AN additional two cents has been added to every litre of fuel imported into the country as part of the Carbon or Green Tax effective January 1 this year.
Fiji Revenue and Customs Authority chief executive officer Jitoko Tikolevu said this was part of government's initiative to promote a clean environment.
He said carbon tax was a tax on fossil fuels especially those used by motor vehicles and was introduced to reduce the emission of carbon dioxide.
Mr Tikolevu said the bus and fishing industry, and inter-island vessels were exempt from the two cents per litre increase.
"This is to ensure tax does not place a burden on the Transport Ministry used by the public at large," he said.
"While undertaking all those measures, we are trying to compensate for tax and duty rates on all commodities.

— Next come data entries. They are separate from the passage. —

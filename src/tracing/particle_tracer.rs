use super::{
    StaggeredFieldSampler, SteadyFlowTracer, TimeVaryingMode, TimeVaryingTracer,
    TracerParameters, Trajectories,
};
use crate::error::{ScenarioError, TracerError};
use crate::geometry::GridGeometry;
use crate::math::{Point, Real};
use rayon::prelude::*;
use std::fmt;
use std::str::FromStr;

#[cfg_attr(feature = "serde-serialize", derive(Serialize, Deserialize))]
#[derive(Copy, Clone, Debug, PartialEq, Eq, Hash)]
pub enum TracerKind {
    Streamlines,
    Pathlines,
    Streaklines,
}

impl TracerKind {
    pub const ALL: [TracerKind; 3] = [
        TracerKind::Streamlines,
        TracerKind::Pathlines,
        TracerKind::Streaklines,
    ];

    pub fn name(self) -> &'static str {
        match self {
            TracerKind::Streamlines => "streamlines",
            TracerKind::Pathlines => "pathlines",
            TracerKind::Streaklines => "streaklines",
        }
    }
}

impl fmt::Display for TracerKind {
    fn fmt(&self, f: &mut fmt::Formatter) -> fmt::Result {
        f.write_str(self.name())
    }
}

impl FromStr for TracerKind {
    type Err = ScenarioError;

    fn from_str(s: &str) -> Result<Self, Self::Err> {
        TracerKind::ALL
            .iter()
            .copied()
            .find(|kind| kind.name() == s)
            .ok_or_else(|| ScenarioError::UnknownTracerKind(s.to_string()))
    }
}

/// Any kind of characteristic line tracer behind the seed, step, retrieve protocol.
#[derive(Clone, Debug)]
pub enum ParticleTracer {
    /// Streamlines are traced at retrieval, through the snapshot given at that point.
    Steady {
        tracer: SteadyFlowTracer,
        seeds: Option<Vec<Point<Real>>>,
    },
    TimeVarying(TimeVaryingTracer),
}

impl ParticleTracer {
    pub fn new(kind: TracerKind, params: TracerParameters) -> Self {
        match kind {
            TracerKind::Streamlines => ParticleTracer::Steady {
                tracer: SteadyFlowTracer::new(params),
                seeds: None,
            },
            TracerKind::Pathlines => ParticleTracer::TimeVarying(TimeVaryingTracer::new(
                TimeVaryingMode::Pathlines,
                params,
            )),
            TracerKind::Streaklines => ParticleTracer::TimeVarying(TimeVaryingTracer::new(
                TimeVaryingMode::Streaklines,
                params,
            )),
        }
    }

    pub fn kind(&self) -> TracerKind {
        match self {
            ParticleTracer::Steady { .. } => TracerKind::Streamlines,
            ParticleTracer::TimeVarying(tracer) => match tracer.mode() {
                TimeVaryingMode::Pathlines => TracerKind::Pathlines,
                TimeVaryingMode::Streaklines => TracerKind::Streaklines,
            },
        }
    }

    pub fn params(&self) -> &TracerParameters {
        match self {
            ParticleTracer::Steady { tracer, .. } => &tracer.params,
            ParticleTracer::TimeVarying(tracer) => &tracer.params,
        }
    }

    pub fn set_seeding_locations(
        &mut self,
        geometry: &GridGeometry,
        seeds: &[Point<Real>],
    ) -> Result<(), TracerError> {
        match self {
            ParticleTracer::Steady { seeds: current, .. } => {
                if current.is_some() {
                    return Err(TracerError::AlreadySeeded);
                }
                let num_outside = seeds.iter().filter(|p| !geometry.contains(p)).count();
                if num_outside > 0 {
                    warn!(
                        "{} of {} seeds are outside of the domain.",
                        num_outside,
                        seeds.len()
                    );
                }
                *current = Some(seeds.to_vec());
                Ok(())
            }
            ParticleTracer::TimeVarying(tracer) => tracer.set_seeding_locations(geometry, seeds),
        }
    }

    /// Advances the tracer by one solver time step. Streamlines don't depend on time so this
    /// only checks the tracer was seeded.
    pub fn time_step(
        &mut self,
        t: Real,
        dt: Real,
        sampler: &StaggeredFieldSampler,
    ) -> Result<(), TracerError> {
        match self {
            ParticleTracer::Steady { seeds, .. } => match seeds {
                Some(_) => Ok(()),
                None => Err(TracerError::NotSeeded),
            },
            ParticleTracer::TimeVarying(tracer) => tracer.time_step(t, dt, sampler),
        }
    }

    /// The trajectories of all seeds, in seeding order.
    ///
    /// Attributes are sampled from `sampler` if `params.record_attributes` is set.
    pub fn trajectories(
        &self,
        sampler: &StaggeredFieldSampler,
    ) -> Result<Trajectories, TracerError> {
        let record_attributes = self.params().record_attributes;

        match self {
            ParticleTracer::Steady { tracer, seeds } => {
                let seeds = seeds.as_ref().ok_or(TracerError::NotSeeded)?;
                let mut trajectories = tracer.trace(seeds, sampler);
                if record_attributes {
                    trajectories
                        .par_iter_mut()
                        .for_each(|trajectory| trajectory.sample_attributes(sampler));
                }
                Ok(trajectories)
            }
            ParticleTracer::TimeVarying(tracer) => {
                if !tracer.is_seeded() {
                    return Err(TracerError::NotSeeded);
                }

                if record_attributes {
                    Ok(tracer.trajectories_with_attributes(sampler))
                } else {
                    Ok(tracer.trajectories())
                }
            }
        }
    }
}

#[cfg(test)]
mod tests {
    use super::{ParticleTracer, TracerKind};
    use crate::error::TracerError;
    use crate::geometry::{Grid3, GridGeometry};
    use crate::math::{Point, Real, Vector};
    use crate::tracing::{FlowSnapshot, StaggeredFieldSampler, Staggering, TracerParameters};

    #[test]
    fn tracer_kind_names() {
        for kind in TracerKind::ALL.iter() {
            assert_eq!(kind.to_string().parse::<TracerKind>().unwrap(), *kind);
        }
        assert!("timelines".parse::<TracerKind>().is_err());
    }

    #[test]
    fn common_protocol_for_every_kind() {
        let geometry =
            GridGeometry::from_extent([4, 4, 4], Point::origin(), Vector::repeat(1.0)).unwrap();
        let u: Grid3<Real> = Grid3::from_elem(Staggering::FaceX.dims(&geometry), 0.5);
        let v = Grid3::from_elem(Staggering::FaceY.dims(&geometry), 0.0);
        let w = Grid3::from_elem(Staggering::FaceZ.dims(&geometry), 0.0);
        let sampler =
            StaggeredFieldSampler::new(&geometry, FlowSnapshot::velocity(&u, &v, &w)).unwrap();
        let seeds = [Point::new(0.12, 0.5, 0.5), Point::new(0.12, 0.2, 0.7)];

        for kind in TracerKind::ALL.iter() {
            let mut tracer = ParticleTracer::new(*kind, TracerParameters::default());
            assert_eq!(tracer.kind(), *kind);
            assert_eq!(
                tracer.trajectories(&sampler).unwrap_err(),
                TracerError::NotSeeded
            );
            assert_eq!(
                tracer.time_step(0.0, 0.1, &sampler),
                Err(TracerError::NotSeeded)
            );

            tracer.set_seeding_locations(&geometry, &seeds).unwrap();
            assert_eq!(
                tracer.set_seeding_locations(&geometry, &seeds),
                Err(TracerError::AlreadySeeded)
            );

            for n in 0..4 {
                tracer.time_step(n as Real * 0.1, 0.1, &sampler).unwrap();
            }

            let trajectories = tracer.trajectories(&sampler).unwrap();
            assert_eq!(trajectories.len(), seeds.len());
            for (seed, trajectory) in seeds.iter().zip(trajectories.iter()) {
                assert_eq!(trajectory.seed(), Some(seed));
                let attributes = trajectory.attributes().unwrap();
                assert_eq!(attributes.velocity_magnitude.len(), trajectory.len());
            }

            match kind {
                // 0.12 + 0.05 * 17 is the last position inside.
                TracerKind::Streamlines => assert_eq!(trajectories[0].len(), 18),
                TracerKind::Pathlines | TracerKind::Streaklines => {
                    assert_eq!(trajectories[0].len(), 5)
                }
            }
        }
    }
}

"So we need to compensate that and try to reduce rates. We are also encouraging investments, individuals and households to spend more.
"The two cents is there for a purpose so hopefully it can have some impact on our import bill in some way.
"Government cannot only give away but has to be compensated for this tax. The two cents per litre exempted kerosene, white benzene and pre-mix."
Mr Tikolevu said the main objective of the policy was to promote a clean environment and reduce dependence on imported mineral fuels.
In the 2013 Budget announcement, Prime Minister Commodore Voreqe Bainimarama said Fiji would continue to reduce its reliance on fuel imports which had now reached a staggering $1billion a year.
"We cannot control international prices of commodities but to look for alternative energy source," Commodore Bainimarama said.
Britain was the first country to introduce a carbon trading scheme, under which an upper limit is placed on emissions and big emitters were required to hold a pollution permit for every tonne of heat-trapping gas they emit.